• [Exercise] Hand back each record exactly as you find it.

====================

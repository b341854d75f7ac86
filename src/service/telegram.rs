//! Telegram notification implementation.
//!
//! Requires the `telegram` feature. Message sending happens on a
//! background task fed through an unbounded channel, so a slow or
//! failing Telegram API never blocks the trading loop.

use rust_decimal::Decimal;
use teloxide::prelude::*;
use teloxide::types::ParseMode;
use tokio::sync::mpsc;
use tracing::{error, info, warn};

use crate::config::TelegramAppConfig;
use crate::secrets::CredentialStore;

use super::notifier::{Event, Notifier};

/// Configuration for the Telegram notifier.
#[derive(Debug, Clone)]
pub struct TelegramConfig {
    /// Bot token from @BotFather.
    pub bot_token: String,
    /// Chat ID to send notifications to.
    pub chat_id: i64,
    /// Whether to send opportunity alerts (can be noisy).
    pub notify_opportunities: bool,
    /// Whether to send trade execution alerts.
    pub notify_trades: bool,
    /// Whether to send circuit breaker alerts.
    pub notify_circuit_breaker: bool,
}

impl TelegramConfig {
    /// Resolve bot credentials from the credential store and merge the
    /// notification flags from app config.
    pub fn resolve(store: &dyn CredentialStore, app: &TelegramAppConfig) -> Option<Self> {
        let bot_token = store.get("telegram_bot_token")?;
        let chat_id = store.get("telegram_chat_id")?.parse().ok()?;

        Some(Self {
            bot_token,
            chat_id,
            notify_opportunities: app.notify_opportunities,
            notify_trades: app.notify_trades,
            notify_circuit_breaker: app.notify_circuit_breaker,
        })
    }
}

/// Telegram notifier that sends messages to a chat.
pub struct TelegramNotifier {
    sender: mpsc::UnboundedSender<Event>,
}

impl TelegramNotifier {
    /// Create a new Telegram notifier and spawn the background task.
    pub fn new(config: TelegramConfig) -> Self {
        let (sender, receiver) = mpsc::unbounded_channel();
        tokio::spawn(telegram_worker(config, receiver));
        Self { sender }
    }
}

impl Notifier for TelegramNotifier {
    fn notify(&self, event: Event) {
        if self.sender.send(event).is_err() {
            warn!("Telegram notifier channel closed");
        }
    }
}

/// Background worker that sends Telegram messages.
async fn telegram_worker(config: TelegramConfig, mut receiver: mpsc::UnboundedReceiver<Event>) {
    let bot = Bot::new(&config.bot_token);
    let chat_id = ChatId(config.chat_id);

    info!(chat_id = config.chat_id, "Telegram notifier started");

    while let Some(event) = receiver.recv().await {
        let message = format_event(&config, &event);

        if let Some(text) = message {
            if let Err(e) = bot
                .send_message(chat_id, &text)
                .parse_mode(ParseMode::MarkdownV2)
                .await
            {
                error!(error = %e, "Failed to send Telegram message");
            }
        }
    }

    warn!("Telegram worker shutting down");
}

fn format_event(config: &TelegramConfig, event: &Event) -> Option<String> {
    match event {
        Event::OpportunityDetected {
            instrument,
            buy_venue,
            sell_venue,
            spread_pct,
        } if config.notify_opportunities => Some(format!(
            "🎯 *Opportunity*\n\n\
             Instrument: `{}`\n\
             Buy: {} → Sell: {}\n\
             Net spread: {}%",
            escape_markdown(instrument.as_str()),
            escape_markdown(buy_venue.as_str()),
            escape_markdown(sell_venue.as_str()),
            escape_markdown(&round(*spread_pct).to_string()),
        )),
        Event::TradeExecuted {
            trade_id,
            instrument,
            status,
            pnl,
        } if config.notify_trades => {
            let emoji = if status == "completed" { "✅" } else { "❌" };
            Some(format!(
                "{} *Trade {}*\n\n\
                 Instrument: `{}`\n\
                 Id: `{}`\n\
                 P&L: ${}",
                emoji,
                escape_markdown(status),
                escape_markdown(instrument.as_str()),
                trade_id,
                escape_markdown(&round(*pnl).to_string()),
            ))
        }
        Event::UnhedgedExposure {
            trade_id,
            instrument,
            venue,
            quantity,
        } if config.notify_trades => Some(format!(
            "⚠️ *Unhedged exposure*\n\n\
             Instrument: `{}`\n\
             Venue: {}\n\
             Quantity: {}\n\
             Trade: `{}`\n\n\
             Manual reconciliation required\\.",
            escape_markdown(instrument.as_str()),
            escape_markdown(venue.as_str()),
            escape_markdown(&quantity.to_string()),
            trade_id,
        )),
        Event::CircuitBreakerTripped { reason } if config.notify_circuit_breaker => {
            Some(format!(
                "🚨 *CIRCUIT BREAKER TRIPPED*\n\n\
                 Reason: {}\n\n\
                 New trades are blocked until a daily reset\\.",
                escape_markdown(reason)
            ))
        }
        Event::DailyStatsReset if config.notify_circuit_breaker => {
            Some("✅ *Daily stats reset*\n\nTrading may resume\\.".to_string())
        }
        _ => None,
    }
}

fn round(value: Decimal) -> Decimal {
    value.round_dp(4)
}

/// Escape special characters for Telegram MarkdownV2.
fn escape_markdown(text: &str) -> String {
    let special_chars = [
        '_', '*', '[', ']', '(', ')', '~', '`', '>', '#', '+', '-', '=', '|', '{', '}', '.', '!',
    ];
    let mut result = String::with_capacity(text.len() * 2);

    for c in text.chars() {
        if special_chars.contains(&c) {
            result.push('\\');
        }
        result.push(c);
    }

    result
}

====================

• [Expected answer]
repository b341854d75f7ac86
filename src/service/telegram.rs
//! Telegram notification implementation.
//!
//! Requires the `telegram` feature. Message sending happens on a
//! background task fed through an unbounded channel, so a slow or
//! failing Telegram API never blocks the trading loop.

use rust_decimal::Decimal;
use teloxide::prelude::*;
use teloxide::types::ParseMode;
use tokio::sync::mpsc;
use tracing::{error, info, warn};

use crate::config::TelegramAppConfig;
use crate::secrets::CredentialStore;

use super::notifier::{Event, Notifier};

/// Configuration for the Telegram notifier.
#[derive(Debug, Clone)]
pub struct TelegramConfig {
    /// Bot token from @BotFather.
    pub bot_token: String,
    /// Chat ID to send notifications to.
    pub chat_id: i64,
    /// Whether to send opportunity alerts (can be noisy).
    pub notify_opportunities: bool,
    /// Whether to send trade execution alerts.
    pub notify_trades: bool,
    /// Whether to send circuit breaker alerts.
    pub notify_circuit_breaker: bool,
}

impl TelegramConfig {
    /// Resolve bot credentials from the credential store and merge the
    /// notification flags from app config.
    pub fn resolve(store: &dyn CredentialStore, app: &TelegramAppConfig) -> Option<Self> {
        let bot_token = store.get("telegram_bot_token")?;
        let chat_id = store.get("telegram_chat_id")?.parse().ok()?;

        Some(Self {
            bot_token,
            chat_id,
            notify_opportunities: app.notify_opportunities,
            notify_trades: app.notify_trades,
            notify_circuit_breaker: app.notify_circuit_breaker,
        })
    }
}

/// Telegram notifier that sends messages to a chat.
pub struct TelegramNotifier {
    sender: mpsc::UnboundedSender<Event>,
}

impl TelegramNotifier {
    /// Create a new Telegram notifier and spawn the background task.
    pub fn new(config: TelegramConfig) -> Self {
        let (sender, receiver) = mpsc::unbounded_channel();
        tokio::spawn(telegram_worker(config, receiver));
        Self { sender }
    }
}

impl Notifier for TelegramNotifier {
    fn notify(&self, event: Event) {
        if self.sender.send(event).is_err() {
            warn!("Telegram notifier channel closed");
        }
    }
}

/// Background worker that sends Telegram messages.
async fn telegram_worker(config: TelegramConfig, mut receiver: mpsc::UnboundedReceiver<Event>) {
    let bot = Bot::new(&config.bot_token);
    let chat_id = ChatId(config.chat_id);

    info!(chat_id = config.chat_id, "Telegram notifier started");

    while let Some(event) = receiver.recv().await {
        let message = format_event(&config, &event);

        if let Some(text) = message {
            if let Err(e) = bot
                .send_message(chat_id, &text)
                .parse_mode(ParseMode::MarkdownV2)
                .await
            {
                error!(error = %e, "Failed to send Telegram message");
            }
        }
    }

    warn!("Telegram worker shutting down");
}

fn format_event(config: &TelegramConfig, event: &Event) -> Option<String> {
    match event {
        Event::OpportunityDetected {
            instrument,
            buy_venue,
            sell_venue,
            spread_pct,
        } if config.notify_opportunities => Some(format!(
            "🎯 *Opportunity*\n\n\
             Instrument: `{}`\n\
             Buy: {} → Sell: {}\n\
             Net spread: {}%",
            escape_markdown(instrument.as_str()),
            escape_markdown(buy_venue.as_str()),
            escape_markdown(sell_venue.as_str()),
            escape_markdown(&round(*spread_pct).to_string()),
        )),
        Event::TradeExecuted {
            trade_id,
            instrument,
            status,
            pnl,
        } if config.notify_trades => {
            let emoji = if status == "completed" { "✅" } else { "❌" };
            Some(format!(
                "{} *Trade {}*\n\n\
                 Instrument: `{}`\n\
                 Id: `{}`\n\
                 P&L: ${}",
                emoji,
                escape_markdown(status),
                escape_markdown(instrument.as_str()),
                trade_id,
                escape_markdown(&round(*pnl).to_string()),
            ))
        }
        Event::UnhedgedExposure {
            trade_id,
            instrument,
            venue,
            quantity,
        } if config.notify_trades => Some(format!(
            "⚠️ *Unhedged exposure*\n\n\
             Instrument: `{}`\n\
             Venue: {}\n\
             Quantity: {}\n\
             Trade: `{}`\n\n\
             Manual reconciliation required\\.",
            escape_markdown(instrument.as_str()),
            escape_markdown(venue.as_str()),
            escape_markdown(&quantity.to_string()),
            trade_id,
        )),
        Event::CircuitBreakerTripped { reason } if config.notify_circuit_breaker => {
            Some(format!(
                "🚨 *CIRCUIT BREAKER TRIPPED*\n\n\
                 Reason: {}\n\n\
                 New trades are blocked until a daily reset\\.",
                escape_markdown(reason)
            ))
        }
        Event::DailyStatsReset if config.notify_circuit_breaker => {
            Some("✅ *Daily stats reset*\n\nTrading may resume\\.".to_string())
        }
        _ => None,
    }
}

fn round(value: Decimal) -> Decimal {
    value.round_dp(4)
}

/// Escape special characters for Telegram MarkdownV2.
fn escape_markdown(text: &str) -> String {
    let special_chars = [
        '_', '*', '[', ']', '(', ')', '~', '`', '>', '#', '+', '-', '=', '|', '{', '}', '.', '!',
    ];
    let mut result = String::with_capacity(text.len() * 2);

    for c in text.chars() {
        if special_chars.contains(&c) {
            result.push('\\');
        }
        result.push(c);
    }

    result
}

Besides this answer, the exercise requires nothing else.